Homem divorciado ganhará metade do que a ex-cônjuge recebeu do FGTS e PDV
(06.08.09)
O STJ publicou ontem (05) o acórdão do julgamento ocorrido em 16 de junho que decidiu que os valores relativos à adesão a plano de demissão voluntária (PDV) e ao Fundo de Garantia por Tempo de Serviço (FGTS) adquiridos sob o regime de comunhão universal devem ser partilhados no divórcio. O caso é oriundo do RS. A decisão do TJ gaúcho foi modificada pelo Superior.
O julgado destacou a jurisprudência do tribunal no sentido de que integra a comunhão a indenização trabalhista correspondente a direitos adquiridos durante o tempo de casamento sob regime de comunhão universal.

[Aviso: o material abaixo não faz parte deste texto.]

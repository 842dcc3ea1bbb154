//! HTTP status code with semantic helpers.

use serde::{Deserialize, Serialize};

/// HTTP status code.
#[derive(Debug, Clone, Copy, PartialEq, Eq, Default, Serialize, Deserialize)]
pub struct StatusCode(pub u16);

impl StatusCode {
    /// Creates a new `StatusCode`.
    #[must_use]
    pub const fn new(code: u16) -> Self {
        Self(code)
    }

    /// Returns the numeric status code.
    #[must_use]
    pub const fn as_u16(&self) -> u16 {
        self.0
    }

    /// Returns true if this is a 2xx success status.
    #[must_use]
    pub const fn is_success(&self) -> bool {
        self.0 >= 200 && self.0 < 300
    }

    /// Returns the canonical reason phrase for the codes the backend emits.
    #[must_use]
    pub const fn reason_phrase(&self) -> &'static str {
        match self.0 {
            200 => "OK",
            201 => "Created",
            204 => "No Content",
            206 => "Partial Content",
            400 => "Bad Request",
            401 => "Unauthorized",
            403 => "Forbidden",
            404 => "Not Found",
            405 => "Method Not Allowed",
            406 => "Not Acceptable",
            409 => "Conflict",
            422 => "Unprocessable Entity",
            429 => "Too Many Requests",
            500 => "Internal Server Error",
            502 => "Bad Gateway",
            503 => "Service Unavailable",
            504 => "Gateway Timeout",
            _ => "Unknown",
        }
    }
}

impl std::fmt::Display for StatusCode {
    fn fmt(&self, f: &mut std::fmt::Formatter<'_>) -> std::fmt::Result {
        write!(f, "{} {}", self.0, self.reason_phrase())
    }
}

impl From<u16> for StatusCode {
    fn from(code: u16) -> Self {
        Self(code)
    }
}

#[cfg(test)]
mod tests {
    use super::*;

    #[test]
    fn test_status_success_range() {
        assert!(StatusCode(200).is_success());
        assert!(StatusCode(204).is_success());
        assert!(!StatusCode(199).is_success());
        assert!(!StatusCode(300).is_success());
    }

    #[test]
    fn test_status_display() {
        assert_eq!(StatusCode(422).to_string(), "422 Unprocessable Entity");
        assert_eq!(StatusCode(599).to_string(), "599 Unknown");
    }
}
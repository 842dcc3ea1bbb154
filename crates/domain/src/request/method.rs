//! HTTP Method enumeration

use serde::{Deserialize, Serialize};
use std::fmt;
use std::str::FromStr;

use crate::error::{DomainError, DomainResult};

/// HTTP methods used against the resource and authentication APIs.
#[derive(Debug, Clone, Copy, PartialEq, Eq, Hash, Serialize, Deserialize, Default)]
#[serde(rename_all = "UPPERCASE")]
pub enum HttpMethod {
    /// Read rows or probe an endpoint.
    #[default]
    Get,
    /// Insert rows, sign up, exchange credentials.
    Post,
    /// Partial update of filtered rows.
    Patch,
    /// Delete filtered rows.
    Delete,
}

impl HttpMethod {
    /// Returns whether this method mutates state on the backend.
    #[must_use]
    pub const fn is_mutating(self) -> bool {
        !matches!(self, Self::Get)
    }

    /// Returns the method as a static string.
    #[must_use]
    pub const fn as_str(self) -> &'static str {
        match self {
            Self::Get => "GET",
            Self::Post => "POST",
            Self::Patch => "PATCH",
            Self::Delete => "DELETE",
        }
    }
}

impl fmt::Display for HttpMethod {
    fn fmt(&self, f: &mut fmt::Formatter<'_>) -> fmt::Result {
        f.write_str(self.as_str())
    }
}

impl FromStr for HttpMethod {
    type Err = DomainError;

    fn from_str(s: &str) -> DomainResult<Self> {
        match s.to_uppercase().as_str() {
            "GET" => Ok(Self::Get),
            "POST" => Ok(Self::Post),
            "PATCH" => Ok(Self::Patch),
            "DELETE" => Ok(Self::Delete),
            other => Err(DomainError::UnsupportedMethod(other.to_string())),
        }
    }
}
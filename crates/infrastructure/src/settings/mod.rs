//! Layered settings loading.
//!
//! Settings come from, in increasing precedence: built-in defaults, the
//! `SUPABASE_URL` / `SUPABASE_ANON_KEY` variables, an optional config file,
//! `PULSE_*` environment variables and command-line overrides.

mod loader;

pub use loader::{ConfigError, ENV_PREFIX, Settings, SettingsOverrides};
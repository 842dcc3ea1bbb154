use anyhow::Result;
use pulse_application::{GatewayAuthApi, RunSuite};

use crate::GlobalArgs;

/// Execute the `run` command: the full verification sequence.
pub async fn execute(global: &GlobalArgs) -> Result<bool> {
    let settings = super::load_settings(global)?;
    let gateway = super::build_gateway(&settings)?;
    let auth = GatewayAuthApi::new(&gateway);

    let report = RunSuite::new(&gateway, &auth, settings.suite)?.execute().await;
    super::emit(&report, global.json)
}
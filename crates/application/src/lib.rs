//! Pulse Application - Verification use cases
//!
//! This crate holds the ports the harness talks to the backend through and
//! the use cases that drive a verification run: connectivity probe, session
//! bootstrap, resource CRUD verification, access probe and teardown.

pub mod auth;
pub mod error;
pub mod ports;
pub mod use_cases;

#[cfg(test)]
mod fakes;

pub use auth::GatewayAuthApi;
pub use error::{ApplicationError, ApplicationResult};
pub use ports::{AuthApi, Gateway};
pub use use_cases::{
    BootstrapReport, BootstrapSession, EndSession, ProbeAccess, ProbeConnectivity,
    ResourceVerification, RunSuite, VerifyResource,
};
//! Settings loader built on the `config` crate.

use std::collections::HashMap;
use std::path::Path;

use config::{Config, Environment, File};
use pulse_domain::auth::DEFAULT_PASSWORD;
use pulse_domain::settings::{
    DEFAULT_PROTECTED_COLLECTION, DEFAULT_RESOURCE_COLLECTION, DEFAULT_TIMEOUT_MS,
};
use pulse_domain::{DomainError, GatewayConfig, IdentityMode, SuiteConfig, TlsPolicy};
use serde::Deserialize;
use thiserror::Error;
use tracing::debug;

/// Prefix of the environment variables read by the loader (`PULSE_BASE_URL`).
pub const ENV_PREFIX: &str = "PULSE";

const LEGACY_URL_VAR: &str = "SUPABASE_URL";
const LEGACY_KEY_VAR: &str = "SUPABASE_ANON_KEY";

/// Errors that can occur while loading settings.
#[derive(Debug, Error)]
pub enum ConfigError {
    /// A source could not be read or a value has the wrong type.
    #[error("failed to load configuration: {0}")]
    Source(#[from] config::ConfigError),

    /// A required setting is absent from every source.
    #[error("missing required setting `{0}`")]
    Missing(&'static str),

    /// A setting is present but invalid.
    #[error(transparent)]
    Invalid(#[from] DomainError),
}

/// Values given on the command line; each one wins over every other source.
#[derive(Debug, Clone, Default)]
pub struct SettingsOverrides {
    /// Backend root URL.
    pub base_url: Option<String>,
    /// Anonymous API key.
    pub anon_key: Option<String>,
    /// Per-request timeout in milliseconds.
    pub timeout_ms: Option<u64>,
    /// Disable certificate validation.
    pub accept_invalid_certs: Option<bool>,
    /// Fixed identity email.
    pub identity_email: Option<String>,
    /// Skip the sign-out step.
    pub skip_teardown: bool,
}

#[derive(Debug, Deserialize)]
struct RawSettings {
    base_url: Option<String>,
    anon_key: Option<String>,
    request_timeout_ms: u64,
    accept_invalid_certs: bool,
    resource_collection: String,
    protected_collection: String,
    identity_email: Option<String>,
    identity_password: String,
    teardown: bool,
}

/// Fully validated settings for one run.
#[derive(Debug, Clone, PartialEq, Eq)]
pub struct Settings {
    /// Gateway connection settings.
    pub gateway: GatewayConfig,
    /// What the suite verifies.
    pub suite: SuiteConfig,
}

impl Settings {
    /// Loads settings from the process environment, an optional file and the
    /// given overrides.
    ///
    /// # Errors
    ///
    /// Returns an error if the file cannot be read, a required value is
    /// missing, or a value fails validation.
    pub fn load(path: Option<&Path>, overrides: SettingsOverrides) -> Result<Self, ConfigError> {
        Self::load_from(path, overrides, None)
    }

    /// Like [`Settings::load`], reading variables from `env` instead of the
    /// process environment.
    ///
    /// # Errors
    ///
    /// See [`Settings::load`].
    pub fn load_from(
        path: Option<&Path>,
        overrides: SettingsOverrides,
        env: Option<HashMap<String, String>>,
    ) -> Result<Self, ConfigError> {
        let legacy = |name: &str| match &env {
            Some(vars) => vars.get(name).cloned(),
            None => std::env::var(name).ok(),
        };

        let mut builder = Config::builder()
            .set_default("request_timeout_ms", DEFAULT_TIMEOUT_MS)?
            .set_default("accept_invalid_certs", false)?
            .set_default("resource_collection", DEFAULT_RESOURCE_COLLECTION)?
            .set_default("protected_collection", DEFAULT_PROTECTED_COLLECTION)?
            .set_default("identity_password", DEFAULT_PASSWORD)?
            .set_default("teardown", true)?;
        if let Some(url) = legacy(LEGACY_URL_VAR) {
            builder = builder.set_default("base_url", url)?;
        }
        if let Some(key) = legacy(LEGACY_KEY_VAR) {
            builder = builder.set_default("anon_key", key)?;
        }

        if let Some(path) = path {
            debug!(path = %path.display(), "reading config file");
            builder = builder.add_source(File::from(path).required(true));
        }

        builder = builder
            .add_source(
                Environment::with_prefix(ENV_PREFIX)
                    .try_parsing(true)
                    .source(env),
            )
            .set_override_option("base_url", overrides.base_url)?
            .set_override_option("anon_key", overrides.anon_key)?
            .set_override_option("request_timeout_ms", overrides.timeout_ms)?
            .set_override_option("accept_invalid_certs", overrides.accept_invalid_certs)?
            .set_override_option("identity_email", overrides.identity_email)?;
        if overrides.skip_teardown {
            builder = builder.set_override("teardown", false)?;
        }

        let raw: RawSettings = builder.build()?.try_deserialize()?;
        Self::from_raw(raw)
    }

    fn from_raw(raw: RawSettings) -> Result<Self, ConfigError> {
        let base_url = non_blank(raw.base_url).ok_or(ConfigError::Missing("base_url"))?;
        let anon_key = non_blank(raw.anon_key).ok_or(ConfigError::Missing("anon_key"))?;

        let tls = if raw.accept_invalid_certs {
            TlsPolicy::insecure()
        } else {
            TlsPolicy::verify()
        };
        let gateway = GatewayConfig::new(&base_url, anon_key)?
            .with_timeout_ms(raw.request_timeout_ms)
            .with_tls(tls);
        gateway.validate()?;

        let identity = match non_blank(raw.identity_email) {
            Some(email) => IdentityMode::Fixed {
                email,
                password: raw.identity_password,
            },
            None => IdentityMode::Random,
        };
        let suite = SuiteConfig {
            resource_collection: raw.resource_collection,
            protected_collection: raw.protected_collection,
            identity,
            teardown: raw.teardown,
        };
        suite.validate()?;

        Ok(Self { gateway, suite })
    }
}

fn non_blank(value: Option<String>) -> Option<String> {
    value
        .map(|v| v.trim().to_string())
        .filter(|v| !v.is_empty())
}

No caso, a divorcianda (S.E.P.S.) em outubro de 1996, aderiu ao PDV da empresa em que trabalhava, recebendo R$ 25.676,04. Ela também colheu os valores do FGTS ainda na constância do casamento. Após a separação do casal, em novembro do mesmo ano, o ex-cônjuge requereu a partilha dos valores recebidos pela ex-mulher.
Tanto o juízo de primeiro grau (comarca de São Pedro do Sul) quanto a 7ª Câmara Cível do TJRS (apelação nº 70010403293) afastaram do monte divisível os valores relativos ao FGTS e ao PDV, considerando incomunicáveis os frutos civis do trabalho ou da indústria de cada cônjuge.
O julgado do TJ gaúcho - modificado pelo STJ mais de quatro anos depois, dispôs que "as verbas rescisórias trabalhistas pertencem com exclusividade ao seu respectivo titular, não podendo ser incluídas na partilha, a não ser que haja pacto entre os cônjuges, dispondo contrariamente".
No STJ, o ex-cônjuge (V.M.M.) sustentou que as verbas recebidas na constância do casamento sob o regime de comunhão universal devem ser partilhadas com fundamento no artigo 265 do Código Civil de 1916.
A advogada Karine Gaussmann atua em nome do recorrente. (Resp nº 781384 - com informações da redação do Espaço Vital).
Para entender o caso
* Os litigantes casaram em julho de 1972, sob o regime da comunhão universal de bens estão separados judicialmente desde novembro de 1996, quando ocorreu a saída da mulher da morada familiar.
* A divorcianda, em outubro de 1996, aderiu ao Plano de Demissão Voluntária da empresa em que trabalhava, recebendo a importância de R$ 25.676,04. Ela também auferiu os valores do FGTS ainda na constância da sociedade conjugal.
* A 7ª Câmara Cível do TJRS indeferiu, por maioria, a pretensão do homem porque, "a teor do disposto no artigo 263, inciso XIII, do Código Civil de 1916, legislação vigente àquela época (hoje previsto nos artigos 1.668, V, e 1659, VI, do Código Civil de 2002), em se tratando de comunhão universal de bens não se comunicam os frutos civis do trabalho ou da indústria de cada cônjuge".